Predictably, media headlines have burbled with doubt about the prospects for nuclear energy because one high-profile contract backed by significant cost-shared funds from the Department of Energy had been cancelled—out of dozens of ongoing projects by NuScale and other reactor developers. But those headlines—and the questions of curious ANS members—deserve a response.
How’s the balance sheet? Hopkins began with what he called “level setting” by pointing to NuScale’s third quarter earnings. “Right now . . . from a financial perspective, we have $200 million in the bank. That's cash, no debt. So we have a healthy balance sheet,” he said.
Hopkins flew to the ANS Winter Meeting from Romania, where he is in meetings with NuScale customer RoPower Nuclear. “They just approved the second round of funding for the FEL-2, which is very good for that project,” Hopkins said. “That project in particular is extremely important for our United States government, our industry, and the Romanian government.”

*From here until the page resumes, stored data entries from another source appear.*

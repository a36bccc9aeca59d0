//! Engine handle and driver task.
//!
//! [`Engine::start`] spawns a driver that owns the [`PipelineMachine`] and
//! carries out its effects: probes and frame counts run on their own tasks,
//! tools run through the [`StageRunner`], and every answer comes back as an
//! [`Event`] on the driver's internal channel. Callers never block; they
//! submit and cancel through the handle and read progress from the returned
//! receiver.

use crate::config::Config;
use crate::error::PipelineError;
use crate::frame_io::count_frames_async;
use crate::machine::{Effect, Event, PipelineMachine, RunId};
use crate::params::JobParameters;
use crate::probe::probe_file;
use crate::progress::{ProgressEvent, ProgressKind};
use crate::reveal::{opener, reveal};
use crate::runner::{Notify, RunnerEvent, StageHandle, StageInvocation, StageRunner};
use crate::status::{new_shared_status, SharedStatus, StatusSnapshot};
use std::path::PathBuf;
use std::sync::Arc;
use std::time::Duration;
use thiserror::Error;
use tokio::sync::mpsc;
use tokio::task::JoinHandle;

/// Error type for engine handle operations
#[derive(Debug, Error)]
pub enum EngineError {
    /// The driver task is gone
    #[error("engine has shut down")]
    Closed,
}

#[derive(Debug)]
enum Command {
    Submit(JobParameters),
    Cancel,
}

/// Handle to a running engine
#[derive(Debug)]
pub struct Engine {
    commands: mpsc::UnboundedSender<Command>,
    status: SharedStatus,
    driver: JoinHandle<()>,
}

impl Engine {
    /// Spawn the driver. Must be called from within a tokio runtime.
    pub fn start(config: Config) -> (Engine, mpsc::UnboundedReceiver<ProgressEvent>) {
        Self::start_with_opener(config, PathBuf::from(opener()))
    }

    fn start_with_opener(
        config: Config,
        opener: PathBuf,
    ) -> (Engine, mpsc::UnboundedReceiver<ProgressEvent>) {
        let (command_tx, command_rx) = mpsc::unbounded_channel();
        let (progress_tx, progress_rx) = mpsc::unbounded_channel();
        let (event_tx, event_rx) = mpsc::unbounded_channel();
        let status = new_shared_status();

        let driver = Driver {
            runner: StageRunner::new(Duration::from_millis(config.pipeline.cancel_grace_ms)),
            ffprobe: config.tools.ffprobe.clone(),
            opener,
            machine: PipelineMachine::new(config),
            events: event_tx,
            progress: progress_tx,
            status: status.clone(),
            active: None,
            terminating: None,
            last_event: None,
        };
        let driver = tokio::spawn(driver.run(command_rx, event_rx));

        (
            Engine {
                commands: command_tx,
                status,
                driver,
            },
            progress_rx,
        )
    }

    /// Queue a batch. Rejections arrive on the progress stream.
    pub fn submit(&self, params: JobParameters) -> Result<(), EngineError> {
        self.commands
            .send(Command::Submit(params))
            .map_err(|_| EngineError::Closed)
    }

    /// Stop the running batch. Idempotent; a no-op when idle.
    pub fn cancel(&self) {
        if self.commands.send(Command::Cancel).is_err() {
            tracing::debug!("cancel after shutdown ignored");
        }
    }

    pub fn status(&self) -> SharedStatus {
        self.status.clone()
    }

    /// Stop accepting commands, cancel any running tool and wait for the driver
    pub async fn shutdown(self) {
        drop(self.commands);
        if let Err(e) = self.driver.await {
            tracing::error!(error = %e, "engine driver panicked");
        }
    }
}

struct Driver {
    machine: PipelineMachine,
    runner: StageRunner,
    ffprobe: PathBuf,
    /// Program that shows the output directory
    opener: PathBuf,
    events: mpsc::UnboundedSender<Event>,
    progress: mpsc::UnboundedSender<ProgressEvent>,
    status: SharedStatus,
    /// The one outstanding tool invocation
    active: Option<(RunId, StageHandle)>,
    /// A cancelled invocation that may still be inside its grace period
    terminating: Option<StageHandle>,
    last_event: Option<ProgressEvent>,
}

impl Driver {
    async fn run(
        mut self,
        mut commands: mpsc::UnboundedReceiver<Command>,
        mut events: mpsc::UnboundedReceiver<Event>,
    ) {
        loop {
            let event = tokio::select! {
                command = commands.recv() => match command {
                    Some(Command::Submit(params)) => match self.admit(params) {
                        Some(event) => event,
                        None => continue,
                    },
                    Some(Command::Cancel) => Event::Cancel,
                    None => break,
                },
                Some(event) = events.recv() => event,
            };
            self.step(event).await;
        }

        self.settle().await;
        if let Some((_, handle)) = self.active.take() {
            tracing::info!(tool = handle.label(), "shutting down, stopping running tool");
            handle.cancel();
            handle.wait().await;
        }
    }

    /// Wait until a cancelled tool has really exited
    async fn settle(&mut self) {
        if let Some(handle) = self.terminating.take() {
            if !handle.is_finished() {
                tracing::info!(tool = handle.label(), "waiting for cancelled tool to exit");
            }
            handle.wait().await;
        }
    }

    /// Validate a submission against the filesystem. Busy engines reject in
    /// the machine so the busy message wins over validation.
    fn admit(&mut self, params: JobParameters) -> Option<Event> {
        if !self.machine.is_idle() {
            return Some(Event::Submit(params));
        }
        match params.validate() {
            Ok(()) => Some(Event::Submit(params)),
            Err(e) => {
                let error = PipelineError::Validation(e.to_string());
                tracing::warn!(%error, "submission rejected");
                self.publish(ProgressEvent::error(
                    ProgressKind::Rejected,
                    0,
                    params.inputs.len(),
                    error.to_string(),
                ));
                None
            }
        }
    }

    async fn step(&mut self, event: Event) {
        if let Event::Exited { run, .. } = &event {
            if self.active.as_ref().map(|(active, _)| active) == Some(run) {
                self.active = None;
            }
        }

        for effect in self.machine.advance(event) {
            self.perform(effect).await;
        }

        let snapshot = StatusSnapshot::capture(&self.machine, self.last_event.as_ref());
        *self.status.write().await = snapshot;
    }

    async fn perform(&mut self, effect: Effect) {
        match effect {
            Effect::Emit(event) => self.publish(event),
            Effect::Probe { run, input } => {
                let ffprobe = self.ffprobe.clone();
                let events = self.events.clone();
                tokio::spawn(async move {
                    let event = match probe_file(&ffprobe, &input).await {
                        Ok(result) => Event::Probed { run, result },
                        Err(e) => Event::Failed {
                            run,
                            error: PipelineError::Probe(e.to_string()),
                        },
                    };
                    let _ = events.send(event);
                });
            }
            Effect::Launch {
                run,
                invocation,
                prepare,
            } => self.launch(run, invocation, prepare).await,
            Effect::CountFrames { run, dir } => {
                let events = self.events.clone();
                tokio::spawn(async move {
                    let event = match count_frames_async(dir).await {
                        Ok(frames) => Event::Counted { run, frames },
                        Err(error) => Event::Failed { run, error },
                    };
                    let _ = events.send(event);
                });
            }
            Effect::Terminate => {
                if let Some((run, handle)) = self.active.take() {
                    tracing::info!(run, tool = handle.label(), "terminating running tool");
                    handle.cancel();
                    self.settle().await;
                    self.terminating = Some(handle);
                }
            }
            Effect::Reveal(dir) => {
                reveal(&self.opener, &dir).await;
            }
        }
    }

    async fn launch(&mut self, run: RunId, invocation: StageInvocation, prepare: Vec<PathBuf>) {
        self.settle().await;

        for dir in &prepare {
            if let Err(e) = tokio::fs::create_dir_all(dir).await {
                let error = PipelineError::io(&format!("creating {}", dir.display()), e);
                let _ = self.events.send(Event::Failed { run, error });
                return;
            }
        }

        if let Some((stale, handle)) = self.active.take() {
            tracing::warn!(stale, "previous invocation still running, stopping it");
            handle.cancel();
            handle.wait().await;
        }

        let events = self.events.clone();
        let notify: Notify = Arc::new(move |event| {
            let event = match event {
                RunnerEvent::Output(line) => Event::Output { run, line },
                RunnerEvent::Exited(outcome) => Event::Exited { run, outcome },
            };
            let _ = events.send(event);
        });
        let handle = self.runner.start(invocation, notify);
        self.active = Some((run, handle));
    }

    fn publish(&mut self, event: ProgressEvent) {
        if self.progress.send(event.clone()).is_err() {
            tracing::debug!("progress receiver dropped");
        }
        self.last_event = Some(event);
    }
}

“Very, very unfortunate”: Then Hopkins addressed the termination of the CFPP. “That's been a critical project for a lot of reasons over the years, a lot of good accomplishments came out of that project,” he said, which included navigating the Nuclear Regulatory Commission licensing process and getting approval for an emergency planning zone methodology.
Despite that progress, over the years the CFPP has seen cost increases, a delay of expected operation date, a switch by NuScale to larger pressurized water reactor modules (which necessitated a new round of licensing), and a downsizing of project plans from 12 modules to six. But despite those changes the project was moving ahead, with the submission of the second and final part of a combined license application to the NRC anticipated in January.
So, what happened? “There were three conditions that the customer told us about a year ago that had to occur,” Hopkins said. “Now, UAMPS is 50 municipalities in seven states. It's a nonprofit, and there were three conditions that had to be met for the project to continue to move forward. One is they had to obtain the amount of subscription from their customers and their members to move the project. Second, the U.S. government needed to continue to fund, and third, we needed to come in with a price target on a per-megawatt-hour basis. Fluor just completed the Class 2 [project cost] estimate. We just reviewed it. I feel very confident, and Fluor does, [that] we would have met that price target that was required by the customer.”
It was the first of those three conditions—the level of subscription from UAMPS customers—that led to the CFPP cancellation, Hopkins said.
“UAMPS is very, very unfortunate,” Hopkins said. “I really wanted to build and see a module—one module—in the ground at Idaho National Lab, because we had so much support from John Wagner, the lab director, and Rebecca Casper, the mayor [of Idaho Falls]. But it just wasn't meant to be. And so why continue to spend money if you know by year-end that more than likely because of the subscription, the project would not go forward? So, we move on. I've got a good balance sheet. I've got great people. We're reallocating people.”
Reallocating: “We're going to take this to the next step. We're going to be successful,” Hopkins said. “We’re in production right now with six modules in Korea. . . . I want to be able to take those modules and move them over to our next customer.”
“We also made an announcement that you'll be hearing more about in the next couple of weeks,” Hopkins said referring to Standard Power, which wants to site NuScale power plants on two sites, one in Ohio and one in Pennsylvania, to provide 2 GW of power for its data centers. “We’re progressing,” Hopkins said. “Hopefully we'll have our master services agreement completed, if not this week next. So it continues to move and I'm extremely excited about this industry right now, or I wouldn't be here.”